I. FACTUAL BACKGROUND
This action arises from a dispute over ownership of a parcel of property located at 260 Webster Avenue in South Haven, Michigan. Plaintiff, David Ashen, and defendant, Joe Ashen, are brothers. Defendant is the owner of the property. In August 2023, plaintiff filed a complaint to quiet title to the property under the doctrine of adverse possession. Plaintiff argued that he was entitled to the property because he had “continually possessed, . [sic] improved land openly and notoriously, ran a painting company out of said land . . . lived and worked at the property . . . . for over 40 years . . . .” Plaintiff asked that title to the property be quieted in his favor because he “has met the Qualifications stipulated in the Michigan Statutes and under the Appellate Court’s voiced stipulation that intent is what is required under Michigan Adverse Possession.” Plaintiff thereafter filed a motion to amend his complaint, along with a copy of the amended complaint. 1 In the amended complaint, plaintiff argued again that he lived and worked on the property for more than 15 years. He further stated that defendant lived in California and had abandoned the property.
1 Plaintiff titled the document “Alternative Complaint,” although functionally, it is an amended complaint.
-1- In October 2024, defendant filed a motion for summary disposition under MCR 2.116(C)(10). In a brief in support of the motion, defendant explained that in 1990, family members challenged his claim to the property, resulting in a 1999 judgment granting him ownership. Defendant stated that he permitted plaintiff to store painting supplies on the property after plaintiff’s eviction from a warehouse in 2022. Defendant further stated that plaintiff subsequently filled the property with junk and debris, leading to a city blight enforcement action. This breakdown in relations between the brothers led to the instant lawsuit.
Defendant contended that plaintiff had no right, title, or interest to the property, and that his presence on the property was permissive, rather than adverse or hostile. Defendant maintained that he had continuous access to the property while plaintiff was using it and that plaintiff never prevented him from entering the land. Defendant further noted that plaintiff could not have used the property continuously, pointing out that there is no home or shelter on the property for plaintiff to live in. Defendant claimed that, because the doctrine of adverse possession requires “continuous, uninterrupted possession for 15 years by actual, visual, open, notorious, exclusive, and hostile possession under a claim of right,” plaintiff could not establish entitlement to the land. Defendant thus asked the trial court to grant his motion for summary disposition and dismiss plaintiff’s claim.

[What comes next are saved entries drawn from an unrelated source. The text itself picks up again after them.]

use serde::{Deserialize, Deserializer, Serialize};
use serde_json::{Map, Value};
use std::fmt;

use crate::normalize::ParkingCategory;

/// Row identifier as the store hands it back: bigint or text.
#[derive(Debug, Clone, PartialEq, Eq, Hash, Serialize, Deserialize)]
#[serde(untagged)]
pub enum RecordId {
    Int(i64),
    Text(String),
}

impl fmt::Display for RecordId {
    fn fmt(&self, f: &mut fmt::Formatter<'_>) -> fmt::Result {
        match self {
            RecordId::Int(value) => write!(f, "{value}"),
            RecordId::Text(value) => f.write_str(value),
        }
    }
}

/// A queued reference to one external listing.
#[derive(Debug, Clone, PartialEq, Deserialize)]
pub struct Owner {
    pub id: RecordId,
    #[serde(default)]
    pub url: Option<String>,
    #[serde(default, deserialize_with = "lenient_flag")]
    pub parsed: Option<bool>,
    #[serde(default, deserialize_with = "lenient_flag")]
    pub status: Option<bool>,
}

impl Owner {
    #[cfg(test)]
    pub fn new(id: i64, url: impl Into<String>) -> Self {
        Self {
            id: RecordId::Int(id),
            url: Some(url.into()),
            parsed: Some(false),
            status: None,
        }
    }

    /// The source URL, if the owner carries a usable one.
    pub fn source_url(&self) -> Option<&str> {
        self.url
            .as_deref()
            .map(str::trim)
            .filter(|url| !url.is_empty())
    }
}

/// `parsed` and `status` arrive as booleans, `"true"`/`"FALSE"` strings or null.
fn lenient_flag<'de, D>(deserializer: D) -> Result<Option<bool>, D::Error>
where
    D: Deserializer<'de>,
{
    let raw = Option::<Value>::deserialize(deserializer)?;
    Ok(match raw {
        Some(Value::Bool(flag)) => Some(flag),
        Some(Value::String(text)) => match text.trim().to_lowercase().as_str() {
            "true" | "t" | "1" => Some(true),
            "false" | "f" | "0" => Some(false),
            _ => None,
        },
        Some(Value::Number(n)) => n.as_i64().map(|v| v != 0),
        _ => None,
    })
}

/// The normalized record written to the `objects` table.
#[derive(Debug, Clone, PartialEq, Serialize)]
pub struct CanonicalListing {
    pub owners_id: RecordId,
    pub address: String,
    pub description: String,
    pub floor: Option<i64>,
    pub total_floors: Option<i64>,
    pub rooms: Option<i64>,
    pub agent_id: i64,
    pub main_photo_index: usize,
    pub main_photo_url: Option<String>,
    pub photos_json: Option<Map<String, Value>>,
    pub complex_name: Option<String>,
    pub promotion_type: &'static str,
    pub promotion_bet: Option<f64>,
    pub price: Option<f64>,
    pub deposit: Option<f64>,
    pub prepayment: f64,
    pub conditioner: bool,
    pub bathtub: bool,
    pub shower: bool,
    pub total_area: Option<f64>,
    pub living_area: Option<f64>,
    pub kitchen_area: Option<f64>,
    pub combined_bathroom: Option<u32>,
    pub separate_bathroom: Option<u32>,
    pub balconies: Option<i64>,
    pub loggias: Option<i64>,
    pub ceiling_height: Option<i64>,
    pub parking: Option<ParkingCategory>,
    pub status: &'static str,
    #[serde(rename = "type")]
    pub property_type: &'static str,
    pub cian_url: String,
    pub children: bool,
    pub pets: bool,
    pub layout: &'static str,
    pub repair: &'static str,
    pub windowtype: &'static str,
    pub termtype: &'static str,
    pub utilites: &'static str,
    pub fridge: bool,
    pub washer: bool,
    pub tv: bool,
    pub internet: bool,
    pub furniture: bool,
    pub kitchenfurniture: bool,
    pub passenger_elevator: u8,
    pub freight_elevator: u8,
    pub category: &'static str,
}

/// Identifiers requested back from a listing insert.
#[derive(Debug, Clone, Default, PartialEq, Deserialize)]
pub struct InsertedListing {
    #[serde(default)]
    pub id: Option<RecordId>,
    #[serde(default)]
    pub external_id: Option<RecordId>,
}

/// Outcome of one batch run, consumed by the summary notifier.
#[derive(Debug, Default)]
pub struct CycleResult {
    pub total_owners: usize,
    pub processed_count: usize,
    pub errors: Vec<String>,
}

#[derive(Debug, Serialize)]
pub struct ApiError {
    pub error: String,
    #[serde(skip_serializing_if = "Option::is_none")]
    pub detail: Option<String>,
}
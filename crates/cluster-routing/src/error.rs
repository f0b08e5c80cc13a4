//! Error types for topology refresh

use std::error::Error;
use std::fmt::{self, Debug};
use thiserror::Error as ThisError;

/// Whole-pass refresh failures
#[derive(Clone, Debug, Eq, PartialEq, ThisError)]
pub enum RefreshError {
    /// Every metadata server candidate failed to connect
    #[error("No metadata server reachable: {0}")]
    NoMetadataServerReachable(String),

    /// At least one metadata server was reached but none returned usable data
    #[error("No metadata read successful: {0}")]
    NoMetadataReadSuccessful(String),
}

impl RefreshError {
    /// Build a refresh error from a metadata source error
    pub fn from_metadata_error<E>(error: &E) -> Self
    where
        E: MetadataSourceError,
    {
        match error.kind() {
            MetadataErrorKind::NoServerReachable => {
                Self::NoMetadataServerReachable(error.to_string())
            }
            MetadataErrorKind::NoReadableData => Self::NoMetadataReadSuccessful(error.to_string()),
        }
    }
}

/// Marker trait for `MetadataSource` errors
pub trait MetadataSourceError: Debug + Error + Send + Sync {
    /// Returns the kind of this error
    fn kind(&self) -> MetadataErrorKind;
}

/// The kind of metadata source error.
#[derive(Clone, Copy, Debug, Eq, PartialEq)]
pub enum MetadataErrorKind {
    /// Every candidate address failed to connect
    NoServerReachable,

    /// Connected, but the query or its parsing failed on all candidates
    NoReadableData,
}

impl fmt::Display for MetadataErrorKind {
    fn fmt(&self, f: &mut fmt::Formatter<'_>) -> fmt::Result {
        write!(f, "{self:?}")
    }
}

/// Marker trait for `GroupStatusSource` errors
pub trait GroupStatusError: Debug + Error + Send + Sync {
    /// Returns the kind of this error
    fn kind(&self) -> GroupStatusErrorKind;
}

/// The kind of group status error.
#[derive(Clone, Copy, Debug, Eq, PartialEq)]
pub enum GroupStatusErrorKind {
    /// Could not connect to the member
    Connect,

    /// Connected, but the status query failed
    Query,
}

impl fmt::Display for GroupStatusErrorKind {
    fn fmt(&self, f: &mut fmt::Formatter<'_>) -> fmt::Result {
        write!(f, "{self:?}")
    }
}

/// Errors parsing a `host:port` member address
#[derive(Clone, Debug, Eq, PartialEq, ThisError)]
pub enum ParseMemberIdError {
    /// No `:port` suffix
    #[error("Missing port in address '{0}'")]
    MissingPort(String),

    /// Empty host part
    #[error("Missing host in address '{0}'")]
    MissingHost(String),

    /// Port is not a valid u16
    #[error("Invalid port in address '{0}'")]
    InvalidPort(String),
}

Plaintiff responded that genuine issues of material fact existed for trial, pointing to evidence that he lived on the property in an airstream trailer and had a mailbox where he received mail. Plaintiff claimed ownership of the property based on this evidence. He likewise alleged that defendant illegally bulldozed his property to hide evidence of his residence on the land. Plaintiff also argued that defendant did not legally own the property because it was not properly deeded to him.

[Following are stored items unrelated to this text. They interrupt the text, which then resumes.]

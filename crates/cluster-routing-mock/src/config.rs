use proven_cluster_routing::{HealthState, RoleHint};
use serde::Deserialize;

/// Member definition in the cluster file
#[derive(Debug, Deserialize)]
pub struct ConfigMember {
    pub address: String,
    #[serde(default)]
    pub role: RoleHint,
    #[serde(default)]
    pub alternate_port: Option<u16>,
}

/// Member as seen in a group view
#[derive(Debug, Deserialize)]
pub struct ConfigObservedMember {
    pub address: String,
    pub health: HealthState,
    #[serde(default)]
    pub role: RoleHint,
}

/// Group view reported by one member
#[derive(Debug, Deserialize)]
pub struct ConfigGroupView {
    pub reporter: String,
    #[serde(default)]
    pub reporting_role: RoleHint,
    #[serde(default)]
    pub group_identity: Option<String>,
    pub observed: Vec<ConfigObservedMember>,
}

/// Cluster file
#[derive(Debug, Deserialize)]
pub struct Config {
    pub cluster_identity: String,
    #[serde(default = "default_single_primary_mode")]
    pub single_primary_mode: bool,
    pub metadata_servers: Vec<String>,
    pub members: Vec<ConfigMember>,
    #[serde(default)]
    pub group_views: Vec<ConfigGroupView>,
}

const fn default_single_primary_mode() -> bool {
    true
}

At a hearing on the motion, defendant argued that plaintiff was lying about living on the property for more than the 15-year period necessary to bring a viable claim for adverse possession, stating that the property did not have any utility hookups and that there was no home or dwelling in which plaintiff could live. Plaintiff responded that he had lived on the property for 30 years and that defendant could not claim ownership of the land because it was never properly deeded to defendant. Plaintiff again reiterated that defendant had removed plaintiff’s personal property from the land and was lying about key facts pertaining to plaintiff’s adverse-possession claim. The trial court stated that it would take the matter under advisement and issue a ruling at a later date. In November 2024, the trial court entered an order granting defendant’s motion for summary disposition. This appeal followed.
II. ANALYSIS
Plaintiff argues that the trial court erred by granting defendant’s motion for summary disposition, which he claims was not properly supported by evidence. We disagree.2
2 Plaintiff’s statement of the issue presented on appeal does not match the statement of the issue presented in the body of his appellate brief. In the statement of the issues presented, plaintiff first
-2- This Court reviews de novo a trial court’s decision on a motion for summary disposition. El-Khalil v Oakwood Healthcare Inc, 504 Mich 152, 159; 934 NW2d 665 (2019). A motion under MCR 2.116(C)(10) “tests the factual sufficiency of a claim.” Id. at 160 (citation and emphasis omitted). In addressing a motion under MCR 2.116(C)(10), the trial court “must consider all evidence submitted by the parties in the light most favorable to the party opposing the motion.” Id. The motion “may only be granted when there is no genuine issue of material fact.” Id. “A genuine issue of material fact exists when the record leaves open an issue upon which reasonable minds might differ.” Id. (quotation marks and citation omitted).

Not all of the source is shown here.